# [Exercise requirements]
Read the data below. Every line holding the string "abbreviate" must be copied.

# [Supplied information]
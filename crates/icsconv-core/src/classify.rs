//! Classification of free-text subjects into the fixed set of event shapes.

use std::sync::LazyLock;

use regex::Regex;

/// Character marking a topic as an examination.
pub const EXAM_MARKER: char = '考';
/// Lecturer value meaning "no lecturer".
pub const NO_LECTURER: &str = "-";
/// Subject used for one-on-one PBL interviews.
pub const ONE_ON_ONE_INTERVIEW: &str = "一對一訪談";
/// Subject used for the Basic Clinical Skills training block.
pub const BCS_COURSE: &str = "基礎臨床技能訓練課程";

// `[<course>]:<lec code>, <topic>,<lecturer>`
static STANDARD_PATTERN: LazyLock<Regex> = LazyLock::new(|| {
    Regex::new(r"^\[([^:]+)\]:([^,]+), (.+),([^,]+)").expect("standard subject pattern")
});
// `PBL-<topic>-<round>`
static PBL_PATTERN: LazyLock<Regex> =
    LazyLock::new(|| Regex::new(r"^PBL-([^-]+)-([^-]+)").expect("PBL subject pattern"));
// `[選修]<course>`, Traditional or Simplified marker
static ELECTIVE_PATTERN: LazyLock<Regex> = LazyLock::new(|| {
    Regex::new(r"^\[(?:選修|选修)\]([^\]]+)").expect("elective subject pattern")
});

/// Structured reading of one subject cell.
#[derive(Debug, Clone, PartialEq, Eq)]
pub enum ClassifiedSubject {
    StandardCourse {
        course: String,
        lec_code: String,
        topic: String,
        /// `None` when the source uses the `-` placeholder.
        lecturer: Option<String>,
    },
    Exam {
        course: String,
        lec_code: String,
        exam_name: String,
        owner: String,
    },
    Pbl {
        topic_name: String,
        round: String,
    },
    OneOnOneInterview,
    OptionalCourse {
        course_name: String,
    },
    Bcs,
    Other {
        raw_text: String,
    },
}

impl ClassifiedSubject {
    /// Key carried forward so following rows can merge into this event.
    ///
    /// `None` leaves whatever key was carried before untouched.
    pub fn merge_key(&self, raw_subject: &str) -> Option<String> {
        match self {
            ClassifiedSubject::Exam { exam_name, .. } => Some(exam_name.clone()),
            ClassifiedSubject::Pbl { .. }
            | ClassifiedSubject::Bcs
            | ClassifiedSubject::Other { .. } => Some(raw_subject.to_string()),
            ClassifiedSubject::StandardCourse { .. }
            | ClassifiedSubject::OneOnOneInterview
            | ClassifiedSubject::OptionalCourse { .. } => None,
        }
    }
}

/// True when `subject` starts with the `[course]:code, topic,lecturer` shape.
pub fn matches_standard(subject: &str) -> bool {
    STANDARD_PATTERN.is_match(subject)
}

/// Classify a subject. First matching shape wins; anything unmatched is `Other`.
pub fn classify_subject(subject: &str) -> ClassifiedSubject {
    if let Some(caps) = STANDARD_PATTERN.captures(subject) {
        let course = caps[1].to_string();
        let lec_code = caps[2].to_string();
        let topic = caps[3].to_string();
        let lecturer = caps[4].to_string();

        // Exam marker takes precedence over the `-` lecturer placeholder.
        if topic.contains(EXAM_MARKER) {
            return ClassifiedSubject::Exam {
                course,
                lec_code,
                exam_name: topic,
                owner: lecturer,
            };
        }
        let lecturer = (lecturer != NO_LECTURER).then_some(lecturer);
        return ClassifiedSubject::StandardCourse {
            course,
            lec_code,
            topic,
            lecturer,
        };
    }

    if let Some(caps) = PBL_PATTERN.captures(subject) {
        return ClassifiedSubject::Pbl {
            topic_name: caps[1].to_string(),
            round: caps[2].to_string(),
        };
    }

    if subject == ONE_ON_ONE_INTERVIEW {
        return ClassifiedSubject::OneOnOneInterview;
    }

    if let Some(caps) = ELECTIVE_PATTERN.captures(subject) {
        return ClassifiedSubject::OptionalCourse {
            course_name: caps[1].to_string(),
        };
    }

    if subject == BCS_COURSE {
        return ClassifiedSubject::Bcs;
    }

    ClassifiedSubject::Other {
        raw_text: subject.to_string(),
    }
}
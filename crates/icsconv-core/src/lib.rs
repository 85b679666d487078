//! Converts term calendar exports into calendar-import tables.
//!
//! Pipeline: [`reader`] loads source rows, [`merge`] classifies each subject
//! and folds consecutive rows of one event together, [`writer`] emits the
//! import table.

pub mod classify;
pub mod config;
pub mod error;
pub mod event;
pub mod format;
pub mod logging;
pub mod lookup;
pub mod merge;
pub mod reader;
pub mod runtime;
pub mod writer;

pub use classify::{ClassifiedSubject, classify_subject};
pub use config::{
    ConfigLoadResult, ConfigSource, FileConfig, RuntimeOverrides, RuntimePreferences,
    apply_runtime_overrides, config_directory, config_path, load_config, save_config,
};
pub use error::{ConfigError, ConvertError, ReadError, WriteError};
pub use event::{OutputEvent, RawEvent};
pub use lookup::{LookupTables, TableKind};
pub use merge::{Merger, RowOutcome, convert};
pub use reader::{ColumnNames, read_raw_events};
pub use runtime::{ConversionConfig, ConversionSummary, resolve_tables, run_conversion};
pub use writer::{write_events, write_output_file};
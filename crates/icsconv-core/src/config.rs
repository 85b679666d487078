use crate::error::ConfigError;
use crate::lookup::LookupTables;
use crate::reader::{ColumnNames, resolve_encoding};
use crate::runtime::ConversionConfig;
use dirs::config_dir;
use serde::{Deserialize, Serialize};
use std::fs;
use std::path::{Path, PathBuf};

const CONFIG_DIR_NAME: &str = "icsconv";
const CONFIG_FILE_NAME: &str = "config.toml";
const CURRENT_SCHEMA_VERSION: u32 = 1;
/// Code page 950 exports decode with the WHATWG `big5` encoding.
pub const DEFAULT_ENCODING: &str = "big5";

/// Result returned by [`load_config`], capturing the source and any non-fatal issues.
#[derive(Debug, Clone)]
pub struct ConfigLoadResult {
    pub config: FileConfig,
    pub warnings: Vec<String>,
    pub source: ConfigSource,
}

/// Indicates where the configuration was loaded from.
#[derive(Debug, Clone, Copy, PartialEq, Eq)]
pub enum ConfigSource {
    /// No persisted configuration was found or usable; defaults were synthesized.
    Default,
    /// Configuration was read from `config.toml`.
    File,
}

/// Disk-backed configuration schema.
#[derive(Debug, Clone, PartialEq, Serialize, Deserialize)]
pub struct FileConfig {
    #[serde(default = "FileConfig::schema_version")]
    pub schema_version: u32,
    #[serde(default)]
    pub runtime: RuntimePreferences,
    #[serde(default)]
    pub columns: ColumnNames,
    #[serde(default = "LookupTables::builtin")]
    pub tables: LookupTables,
}

impl Default for FileConfig {
    fn default() -> Self {
        Self {
            schema_version: CURRENT_SCHEMA_VERSION,
            runtime: RuntimePreferences::default(),
            columns: ColumnNames::default(),
            tables: LookupTables::builtin(),
        }
    }
}

impl FileConfig {
    const fn schema_version() -> u32 {
        CURRENT_SCHEMA_VERSION
    }
}

/// Per-term defaults that map onto CLI flags.
#[derive(Debug, Clone, PartialEq, Serialize, Deserialize)]
pub struct RuntimePreferences {
    #[serde(default)]
    pub input_path: Option<String>,
    #[serde(default)]
    pub output_path: Option<String>,
    #[serde(default = "RuntimePreferences::default_encoding")]
    pub encoding: String,
    #[serde(default)]
    pub tables_path: Option<String>,
}

impl Default for RuntimePreferences {
    fn default() -> Self {
        Self {
            input_path: None,
            output_path: None,
            encoding: Self::default_encoding(),
            tables_path: None,
        }
    }
}

impl RuntimePreferences {
    fn default_encoding() -> String {
        DEFAULT_ENCODING.to_string()
    }
}

/// Represents overrides sourced from CLI flags.
#[derive(Debug, Default, Clone)]
pub struct RuntimeOverrides {
    pub input: Option<String>,
    pub output: Option<String>,
    pub encoding: Option<String>,
    pub tables: Option<String>,
    pub dry_run: Option<bool>,
}

impl RuntimeOverrides {
    pub fn is_empty(&self) -> bool {
        self.input.is_none()
            && self.output.is_none()
            && self.encoding.is_none()
            && self.tables.is_none()
            && self.dry_run.is_none()
    }
}

/// Path to the configuration directory.
pub fn config_directory() -> PathBuf {
    config_dir()
        .unwrap_or_else(|| PathBuf::from("."))
        .join(CONFIG_DIR_NAME)
}

/// Path to `config.toml`.
pub fn config_path() -> PathBuf {
    config_directory().join(CONFIG_FILE_NAME)
}

/// Load the configuration from the default location, falling back to defaults.
pub fn load_config() -> ConfigLoadResult {
    load_config_from(&config_path())
}

/// Load the configuration from `path`, falling back to defaults with warnings.
pub fn load_config_from(path: &Path) -> ConfigLoadResult {
    let mut warnings = Vec::new();

    if path.exists() {
        match fs::read_to_string(path) {
            Ok(raw) => match toml::from_str::<FileConfig>(&raw) {
                Ok(cfg) => {
                    let (cfg, mut sanitize_warnings) = sanitize_config(cfg);
                    warnings.append(&mut sanitize_warnings);
                    return ConfigLoadResult {
                        config: cfg,
                        warnings,
                        source: ConfigSource::File,
                    };
                }
                Err(err) => {
                    warnings.push(format!(
                        "Failed to parse {} as TOML: {}. Falling back to defaults.",
                        path.display(),
                        err
                    ));
                }
            },
            Err(err) => {
                warnings.push(format!(
                    "Failed to read {}: {}. Falling back to defaults.",
                    path.display(),
                    err
                ));
            }
        }
    }

    ConfigLoadResult {
        config: FileConfig::default(),
        warnings,
        source: ConfigSource::Default,
    }
}

/// Persist the configuration to the default location.
pub fn save_config(config: &FileConfig) -> Result<(), ConfigError> {
    save_config_to(&config_path(), config)
}

/// Persist the configuration to `path`, creating parent directories.
pub fn save_config_to(path: &Path, config: &FileConfig) -> Result<(), ConfigError> {
    let io_error = |source| ConfigError::Io {
        path: path.to_path_buf(),
        source,
    };
    if let Some(parent) = path.parent() {
        fs::create_dir_all(parent).map_err(io_error)?;
    }
    let serialized = toml::to_string_pretty(config)?;
    fs::write(path, serialized).map_err(io_error)?;
    Ok(())
}

fn sanitize_config(mut config: FileConfig) -> (FileConfig, Vec<String>) {
    let mut warnings = Vec::new();

    if config.schema_version != CURRENT_SCHEMA_VERSION {
        warnings.push(format!(
            "Unknown config schema version {}. Resetting to {}.",
            config.schema_version, CURRENT_SCHEMA_VERSION
        ));
        return (FileConfig::default(), warnings);
    }

    let encoding = config.runtime.encoding.trim();
    if encoding.is_empty() {
        warnings.push(format!(
            "Empty input encoding. Resetting to '{}'.",
            DEFAULT_ENCODING
        ));
        config.runtime.encoding = DEFAULT_ENCODING.to_string();
    } else if resolve_encoding(encoding).is_err() {
        warnings.push(format!(
            "Unknown input encoding '{}'. Resetting to '{}'.",
            encoding, DEFAULT_ENCODING
        ));
        config.runtime.encoding = DEFAULT_ENCODING.to_string();
    }

    for table in [&mut config.tables.abbreviations, &mut config.tables.locations] {
        let before = table.len();
        table.retain(|key, _| !key.trim().is_empty());
        if table.len() != before {
            warnings.push("Removed lookup table entries with blank keys.".to_string());
        }
    }

    for field in [
        &mut config.runtime.input_path,
        &mut config.runtime.output_path,
        &mut config.runtime.tables_path,
    ] {
        if field.as_deref().is_some_and(|value| value.trim().is_empty()) {
            *field = None;
        }
    }

    (config, warnings)
}

/// Merge CLI overrides over the persisted preferences.
///
/// Returns the effective run configuration, or an error message when no input
/// path is available from either source.
pub fn apply_runtime_overrides(
    config: &FileConfig,
    overrides: &RuntimeOverrides,
) -> Result<ConversionConfig, String> {
    let runtime = &config.runtime;
    let input = overrides
        .input
        .clone()
        .or_else(|| runtime.input_path.clone())
        .ok_or_else(|| {
            format!(
                "No input file given. Pass one on the command line or set runtime.input_path in {}.",
                config_path().display()
            )
        })?;

    Ok(ConversionConfig {
        input: expand_path(&input),
        output: overrides
            .output
            .as_deref()
            .or(runtime.output_path.as_deref())
            .map(expand_path),
        encoding: overrides
            .encoding
            .clone()
            .unwrap_or_else(|| runtime.encoding.clone()),
        tables_path: overrides
            .tables
            .as_deref()
            .or(runtime.tables_path.as_deref())
            .map(expand_path),
        columns: config.columns.clone(),
        dry_run: overrides.dry_run.unwrap_or(false),
    })
}

fn expand_path(value: &str) -> PathBuf {
    PathBuf::from(shellexpand::tilde(value.trim()).to_string())
}

#[cfg(test)]
mod tests {
    use super::*;

    #[test]
    fn test_default_config_uses_builtin_tables() {
        let config = FileConfig::default();
        assert_eq!(config.runtime.encoding, DEFAULT_ENCODING);
        assert_eq!(config.tables, LookupTables::builtin());
        assert_eq!(config.columns.subject, "主旨");
    }

    #[test]
    fn test_partial_toml_fills_defaults() {
        let cfg: FileConfig = toml::from_str(
            "[runtime]\ninput_path = \"term.csv\"\n\n[columns]\nsubject = \"Subject\"\n",
        )
        .expect("parse");
        assert_eq!(cfg.schema_version, CURRENT_SCHEMA_VERSION);
        assert_eq!(cfg.runtime.input_path.as_deref(), Some("term.csv"));
        assert_eq!(cfg.runtime.encoding, DEFAULT_ENCODING);
        assert_eq!(cfg.columns.subject, "Subject");
        assert_eq!(cfg.columns.all_day, "全天");
        assert_eq!(cfg.tables.abbreviate("Urology"), "泌尿");
    }

    #[test]
    fn test_sanitize_wrong_schema_version() {
        let mut config = FileConfig::default();
        config.schema_version = 99;
        config.runtime.input_path = Some("term.csv".to_string());

        let (sanitized, warnings) = sanitize_config(config);
        assert_eq!(sanitized, FileConfig::default());
        assert!(warnings.iter().any(|w| w.contains("schema version")));
    }

    #[test]
    fn test_sanitize_bad_encoding() {
        let mut config = FileConfig::default();
        config.runtime.encoding = "not-a-codec".to_string();
        let (sanitized, warnings) = sanitize_config(config);
        assert_eq!(sanitized.runtime.encoding, DEFAULT_ENCODING);
        assert!(warnings.iter().any(|w| w.contains("not-a-codec")));

        let mut config = FileConfig::default();
        config.runtime.encoding = "  ".to_string();
        let (sanitized, warnings) = sanitize_config(config);
        assert_eq!(sanitized.runtime.encoding, DEFAULT_ENCODING);
        assert_eq!(warnings.len(), 1);
    }

    #[test]
    fn test_sanitize_blank_keys_and_paths() {
        let mut config = FileConfig::default();
        config
            .tables
            .locations
            .insert(" ".to_string(), "Room".to_string());
        config.runtime.output_path = Some("".to_string());

        let (sanitized, warnings) = sanitize_config(config);
        assert!(!sanitized.tables.locations.contains_key(" "));
        assert!(sanitized.runtime.output_path.is_none());
        assert!(warnings.iter().any(|w| w.contains("blank keys")));
    }

    #[test]
    fn test_load_config_bad_toml() {
        let dir = tempfile::tempdir().expect("tempdir");
        let path = dir.path().join(CONFIG_FILE_NAME);
        fs::write(&path, "runtime = [not toml").expect("write");

        let result = load_config_from(&path);
        assert_eq!(result.source, ConfigSource::Default);
        assert!(result.warnings.iter().any(|w| w.contains("Falling back")));
    }

    #[test]
    fn test_load_config_missing_file() {
        let dir = tempfile::tempdir().expect("tempdir");
        let result = load_config_from(&dir.path().join(CONFIG_FILE_NAME));
        assert_eq!(result.source, ConfigSource::Default);
        assert!(result.warnings.is_empty());
    }

    #[test]
    fn test_save_and_reload_round_trip_tables() {
        let dir = tempfile::tempdir().expect("tempdir");
        let path = dir.path().join("nested").join(CONFIG_FILE_NAME);

        let mut config = FileConfig::default();
        config
            .tables
            .abbreviations
            .insert("Geriatrics".to_string(), "老年".to_string());
        save_config_to(&path, &config).expect("save");

        let result = load_config_from(&path);
        assert_eq!(result.source, ConfigSource::File);
        assert_eq!(result.config.tables.abbreviate("Geriatrics"), "老年");
    }

    #[test]
    fn test_apply_runtime_overrides_precedence() {
        let mut config = FileConfig::default();
        config.runtime.input_path = Some("from-config.csv".to_string());
        config.runtime.output_path = Some("config-out.csv".to_string());

        let overrides = RuntimeOverrides {
            input: Some("cli.csv".to_string()),
            encoding: Some("utf-8".to_string()),
            dry_run: Some(true),
            ..RuntimeOverrides::default()
        };
        let run = apply_runtime_overrides(&config, &overrides).expect("config");
        assert_eq!(run.input, PathBuf::from("cli.csv"));
        assert_eq!(run.output, Some(PathBuf::from("config-out.csv")));
        assert_eq!(run.encoding, "utf-8");
        assert!(run.dry_run);
        assert!(run.tables_path.is_none());
    }

    #[test]
    fn test_apply_runtime_overrides_requires_input() {
        let err = apply_runtime_overrides(&FileConfig::default(), &RuntimeOverrides::default())
            .unwrap_err();
        assert!(err.contains("input_path"));
    }
}
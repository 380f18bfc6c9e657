//! Deterministic train/validation/test partitioning.
//!
//! Samples are never shuffled here; any shuffling happens upstream in the
//! reader. Partitions are contiguous ranges over the original order:
//!
//! ```text
//! train_end = floor(n * f)
//! val_end   = train_end + floor(n * (1 - f) / 2)
//!
//! [0 ........ train_end) [train_end .. val_end) [val_end .. n)
//!         train                  val                 test
//! ```
//!
//! Validation and test share the remaining `1 - f` mass; with truncating
//! division the test partition absorbs any leftover sample.

use crate::dataset::{DatasetBundle, SplitBundle};
use crate::error::{PipelineError, Result};

/// Index boundaries of a three-way split.
#[derive(Debug, Clone, Copy, PartialEq, Eq)]
pub struct SplitBoundaries {
    /// Exclusive end of the train partition.
    pub train_end: usize,
    /// Exclusive end of the validation partition.
    pub val_end: usize,
    /// Total number of samples.
    pub len: usize,
}

impl SplitBoundaries {
    /// Compute boundaries for `n` samples.
    ///
    /// # Errors
    ///
    /// [`PipelineError::Configuration`] if `train_fraction` is not in `(0, 1]`.
    pub fn new(n: usize, train_fraction: f64) -> Result<Self> {
        validate_train_fraction(train_fraction).map_err(PipelineError::Configuration)?;

        let train_end = ((train_fraction * n as f64) as usize).min(n);
        let val_fraction = (1.0 - train_fraction) / 2.0;
        let val_end = (train_end + (val_fraction * n as f64) as usize).min(n);

        Ok(Self {
            train_end,
            val_end,
            len: n,
        })
    }

    pub fn train_len(&self) -> usize {
        self.train_end
    }

    pub fn val_len(&self) -> usize {
        self.val_end - self.train_end
    }

    pub fn test_len(&self) -> usize {
        self.len - self.val_end
    }
}

/// Check that a train fraction lies in `(0, 1]`.
pub fn validate_train_fraction(train_fraction: f64) -> std::result::Result<(), String> {
    if !train_fraction.is_finite() || train_fraction <= 0.0 || train_fraction > 1.0 {
        return Err(format!(
            "train fraction must be in (0, 1], got {train_fraction}"
        ));
    }
    Ok(())
}

/// Split a bundle into contiguous train, validation and test partitions.
///
/// An empty bundle yields three empty partitions.
pub fn split(bundle: &DatasetBundle, train_fraction: f64) -> Result<SplitBundle> {
    let bounds = SplitBoundaries::new(bundle.len(), train_fraction)?;

    log::debug!(
        "Split {} samples: train={}, val={}, test={}",
        bounds.len,
        bounds.train_len(),
        bounds.val_len(),
        bounds.test_len()
    );

    Ok(SplitBundle {
        train: bundle.slice(0..bounds.train_end),
        val: bundle.slice(bounds.train_end..bounds.val_end),
        test: bundle.slice(bounds.val_end..bounds.len),
        stats: None,
    })
}
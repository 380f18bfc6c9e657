//! Dataset preprocessing applied after splitting.
//!
//! - **Normalization**: Scale features with train-only statistics
//!   - Individual (per domain)
//!   - Composite (count-weighted pooling across both domains)
//!
//! - **Sampling**: Reshape target-domain train labels
//!   - Stochastic binarization of soft `[1-p, p]` labels
//!   - Positive-bounded and size-bounded prefix subsetting
//!
//! # Example
//!
//! ```ignore
//! use domain_adaptation_data::preprocessing::{binarize_targets, normalize, NormalizeMode};
//!
//! binarize_targets(&mut target.train, &mut rng)?;
//! normalize(&mut source, &mut target, NormalizeMode::Composite)?;
//! ```

pub mod normalization;
pub mod sampling;

// Re-export commonly used types for convenience
pub use normalization::{
    normalize, normalize_composite, normalize_individual, NormalizationStats, NormalizeMode,
};
pub use sampling::{binarize_targets, subselect_positive, subselect_train, LabelStats};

# [Solution to this problem]
        assert_eq!(cfg.tables.abbreviate("Urology"), "泌尿");
        assert_eq!(result.config.tables.abbreviate("Geriatrics"), "老年");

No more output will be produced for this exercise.